[Records from a data collection]
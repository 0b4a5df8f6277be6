use chrono::{NaiveDateTime, Utc};
use diesel::prelude::*;
use serde::{Deserialize, Serialize};

use crate::connection::AnyConnection;
use crate::models::stock::Stock;
use crate::repository::RepositoryResult;
use crate::schema::{historical_prices, live_prices};

// Batch size for bulk inserts, kept under the engines' bind-parameter limits.
const BATCH_SIZE: usize = 500;

/// One end-of-day OHLCV bar for a stock.
#[derive(Queryable, Selectable, Identifiable, Associations, Debug, Clone, Serialize, Deserialize)]
#[diesel(table_name = historical_prices)]
#[diesel(belongs_to(Stock, foreign_key = stock_id))]
pub struct HistoricalPrice {
  pub id: i32,
  pub stock_id: i32,
  pub date: NaiveDateTime,
  pub open: f64,
  pub high: f64,
  pub low: f64,
  pub close: f64,
  pub volume: i64,
}

#[derive(Insertable, Debug, Clone)]
#[diesel(table_name = historical_prices)]
pub struct NewHistoricalPrice {
  pub stock_id: i32,
  pub date: NaiveDateTime,
  pub open: f64,
  pub high: f64,
  pub low: f64,
  pub close: f64,
  pub volume: i64,
}

impl NewHistoricalPrice {
  /// Insert a batch of bars as one transaction; all-or-nothing.
  pub fn bulk_insert(conn: &mut AnyConnection, records: Vec<Self>) -> RepositoryResult<usize> {
    let total = conn.transaction::<usize, diesel::result::Error, _>(|conn| {
      let mut inserted = 0;
      for chunk in records.chunks(BATCH_SIZE) {
        for record in chunk {
          inserted += diesel::insert_into(historical_prices::table).values(record).execute(conn)?;
        }
      }
      Ok(inserted)
    })?;

    Ok(total)
  }
}

impl HistoricalPrice {
  #[allow(clippy::too_many_arguments)]
  pub fn create(
    conn: &mut AnyConnection,
    stock_id: i32,
    date: NaiveDateTime,
    open: f64,
    high: f64,
    low: f64,
    close: f64,
    volume: i64,
  ) -> RepositoryResult<Self> {
    let bar = NewHistoricalPrice { stock_id, date, open, high, low, close, volume };

    diesel::insert_into(historical_prices::table).values(&bar).execute(conn)?;

    // Read back by rowid; this layer assumes a single writer per connection.
    let row = historical_prices::table.order(historical_prices::id.desc()).first(conn)?;
    Ok(row)
  }

  pub fn find_by_id(conn: &mut AnyConnection, id: i32) -> RepositoryResult<Option<Self>> {
    let bar = historical_prices::table.find(id).first(conn).optional()?;
    Ok(bar)
  }

  /// Price history for a stock within a date range, oldest first.
  pub fn history(
    conn: &mut AnyConnection,
    stock_id: i32,
    start: NaiveDateTime,
    end: NaiveDateTime,
    offset: i64,
    limit: i64,
  ) -> RepositoryResult<Vec<Self>> {
    let results = historical_prices::table
      .filter(historical_prices::stock_id.eq(stock_id))
      .filter(historical_prices::date.ge(start))
      .filter(historical_prices::date.le(end))
      .order(historical_prices::date.asc())
      .offset(offset)
      .limit(limit)
      .load(conn)?;
    Ok(results)
  }
}

/// A single timestamped price/volume tick, distinct from end-of-day bars.
#[derive(Queryable, Selectable, Identifiable, Associations, Debug, Clone, Serialize, Deserialize)]
#[diesel(table_name = live_prices)]
#[diesel(belongs_to(Stock, foreign_key = stock_id))]
pub struct LivePrice {
  pub id: i32,
  pub stock_id: i32,
  pub timestamp: NaiveDateTime,
  pub price: f64,
  pub volume: i64,
}

#[derive(Insertable, Debug, Clone)]
#[diesel(table_name = live_prices)]
pub struct NewLivePrice {
  pub stock_id: i32,
  pub timestamp: NaiveDateTime,
  pub price: f64,
  pub volume: i64,
}

impl NewLivePrice {
  /// Insert a batch of ticks as one transaction; all-or-nothing.
  pub fn bulk_insert(conn: &mut AnyConnection, records: Vec<Self>) -> RepositoryResult<usize> {
    let total = conn.transaction::<usize, diesel::result::Error, _>(|conn| {
      let mut inserted = 0;
      for chunk in records.chunks(BATCH_SIZE) {
        for record in chunk {
          inserted += diesel::insert_into(live_prices::table).values(record).execute(conn)?;
        }
      }
      Ok(inserted)
    })?;

    Ok(total)
  }
}

impl LivePrice {
  /// Record a tick; `timestamp` defaults to the current UTC time.
  pub fn create(
    conn: &mut AnyConnection,
    stock_id: i32,
    price: f64,
    volume: i64,
    timestamp: Option<NaiveDateTime>,
  ) -> RepositoryResult<Self> {
    let tick = NewLivePrice {
      stock_id,
      timestamp: timestamp.unwrap_or_else(|| Utc::now().naive_utc()),
      price,
      volume,
    };

    diesel::insert_into(live_prices::table).values(&tick).execute(conn)?;

    let row = live_prices::table.order(live_prices::id.desc()).first(conn)?;
    Ok(row)
  }

  pub fn find_by_id(conn: &mut AnyConnection, id: i32) -> RepositoryResult<Option<Self>> {
    let tick = live_prices::table.find(id).first(conn).optional()?;
    Ok(tick)
  }

  /// Most recent tick for a stock.
  pub fn latest(conn: &mut AnyConnection, stock_id: i32) -> RepositoryResult<Option<Self>> {
    let tick = live_prices::table
      .filter(live_prices::stock_id.eq(stock_id))
      .order(live_prices::timestamp.desc())
      .first(conn)
      .optional()?;
    Ok(tick)
  }
}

• **DIRECTIONS**:
Return the records exactly, character for character.

• **SOLVED EXERCISE**:
repository 0b4a5df8f6277be6
use chrono::{NaiveDateTime, Utc};
use diesel::prelude::*;
use serde::{Deserialize, Serialize};

use crate::connection::AnyConnection;
use crate::models::stock::Stock;
use crate::repository::RepositoryResult;
use crate::schema::{historical_prices, live_prices};

// Batch size for bulk inserts, kept under the engines' bind-parameter limits.
const BATCH_SIZE: usize = 500;

/// One end-of-day OHLCV bar for a stock.
#[derive(Queryable, Selectable, Identifiable, Associations, Debug, Clone, Serialize, Deserialize)]
#[diesel(table_name = historical_prices)]
#[diesel(belongs_to(Stock, foreign_key = stock_id))]
pub struct HistoricalPrice {
  pub id: i32,
  pub stock_id: i32,
  pub date: NaiveDateTime,
  pub open: f64,
  pub high: f64,
  pub low: f64,
  pub close: f64,
  pub volume: i64,
}

#[derive(Insertable, Debug, Clone)]
#[diesel(table_name = historical_prices)]
pub struct NewHistoricalPrice {
  pub stock_id: i32,
  pub date: NaiveDateTime,
  pub open: f64,
  pub high: f64,
  pub low: f64,
  pub close: f64,
  pub volume: i64,
}

impl NewHistoricalPrice {
  /// Insert a batch of bars as one transaction; all-or-nothing.
  pub fn bulk_insert(conn: &mut AnyConnection, records: Vec<Self>) -> RepositoryResult<usize> {
    let total = conn.transaction::<usize, diesel::result::Error, _>(|conn| {
      let mut inserted = 0;
      for chunk in records.chunks(BATCH_SIZE) {
        for record in chunk {
          inserted += diesel::insert_into(historical_prices::table).values(record).execute(conn)?;
        }
      }
      Ok(inserted)
    })?;

    Ok(total)
  }
}

impl HistoricalPrice {
  #[allow(clippy::too_many_arguments)]
  pub fn create(
    conn: &mut AnyConnection,
    stock_id: i32,
    date: NaiveDateTime,
    open: f64,
    high: f64,
    low: f64,
    close: f64,
    volume: i64,
  ) -> RepositoryResult<Self> {
    let bar = NewHistoricalPrice { stock_id, date, open, high, low, close, volume };

    diesel::insert_into(historical_prices::table).values(&bar).execute(conn)?;

    // Read back by rowid; this layer assumes a single writer per connection.
    let row = historical_prices::table.order(historical_prices::id.desc()).first(conn)?;
    Ok(row)
  }

  pub fn find_by_id(conn: &mut AnyConnection, id: i32) -> RepositoryResult<Option<Self>> {
    let bar = historical_prices::table.find(id).first(conn).optional()?;
    Ok(bar)
  }

  /// Price history for a stock within a date range, oldest first.
  pub fn history(
    conn: &mut AnyConnection,
    stock_id: i32,
    start: NaiveDateTime,
    end: NaiveDateTime,
    offset: i64,
    limit: i64,
  ) -> RepositoryResult<Vec<Self>> {
    let results = historical_prices::table
      .filter(historical_prices::stock_id.eq(stock_id))
      .filter(historical_prices::date.ge(start))
      .filter(historical_prices::date.le(end))
      .order(historical_prices::date.asc())
      .offset(offset)
      .limit(limit)
      .load(conn)?;
    Ok(results)
  }
}

/// A single timestamped price/volume tick, distinct from end-of-day bars.
#[derive(Queryable, Selectable, Identifiable, Associations, Debug, Clone, Serialize, Deserialize)]
#[diesel(table_name = live_prices)]
#[diesel(belongs_to(Stock, foreign_key = stock_id))]
pub struct LivePrice {
  pub id: i32,
  pub stock_id: i32,
  pub timestamp: NaiveDateTime,
  pub price: f64,
  pub volume: i64,
}

#[derive(Insertable, Debug, Clone)]
#[diesel(table_name = live_prices)]
pub struct NewLivePrice {
  pub stock_id: i32,
  pub timestamp: NaiveDateTime,
  pub price: f64,
  pub volume: i64,
}

impl NewLivePrice {
  /// Insert a batch of ticks as one transaction; all-or-nothing.
  pub fn bulk_insert(conn: &mut AnyConnection, records: Vec<Self>) -> RepositoryResult<usize> {
    let total = conn.transaction::<usize, diesel::result::Error, _>(|conn| {
      let mut inserted = 0;
      for chunk in records.chunks(BATCH_SIZE) {
        for record in chunk {
          inserted += diesel::insert_into(live_prices::table).values(record).execute(conn)?;
        }
      }
      Ok(inserted)
    })?;

    Ok(total)
  }
}

impl LivePrice {
  /// Record a tick; `timestamp` defaults to the current UTC time.
  pub fn create(
    conn: &mut AnyConnection,
    stock_id: i32,
    price: f64,
    volume: i64,
    timestamp: Option<NaiveDateTime>,
  ) -> RepositoryResult<Self> {
    let tick = NewLivePrice {
      stock_id,
      timestamp: timestamp.unwrap_or_else(|| Utc::now().naive_utc()),
      price,
      volume,
    };

    diesel::insert_into(live_prices::table).values(&tick).execute(conn)?;

    let row = live_prices::table.order(live_prices::id.desc()).first(conn)?;
    Ok(row)
  }

  pub fn find_by_id(conn: &mut AnyConnection, id: i32) -> RepositoryResult<Option<Self>> {
    let tick = live_prices::table.find(id).first(conn).optional()?;
    Ok(tick)
  }

  /// Most recent tick for a stock.
  pub fn latest(conn: &mut AnyConnection, stock_id: i32) -> RepositoryResult<Option<Self>> {
    let tick = live_prices::table
      .filter(live_prices::stock_id.eq(stock_id))
      .order(live_prices::timestamp.desc())
      .first(conn)
      .optional()?;
    Ok(tick)
  }
}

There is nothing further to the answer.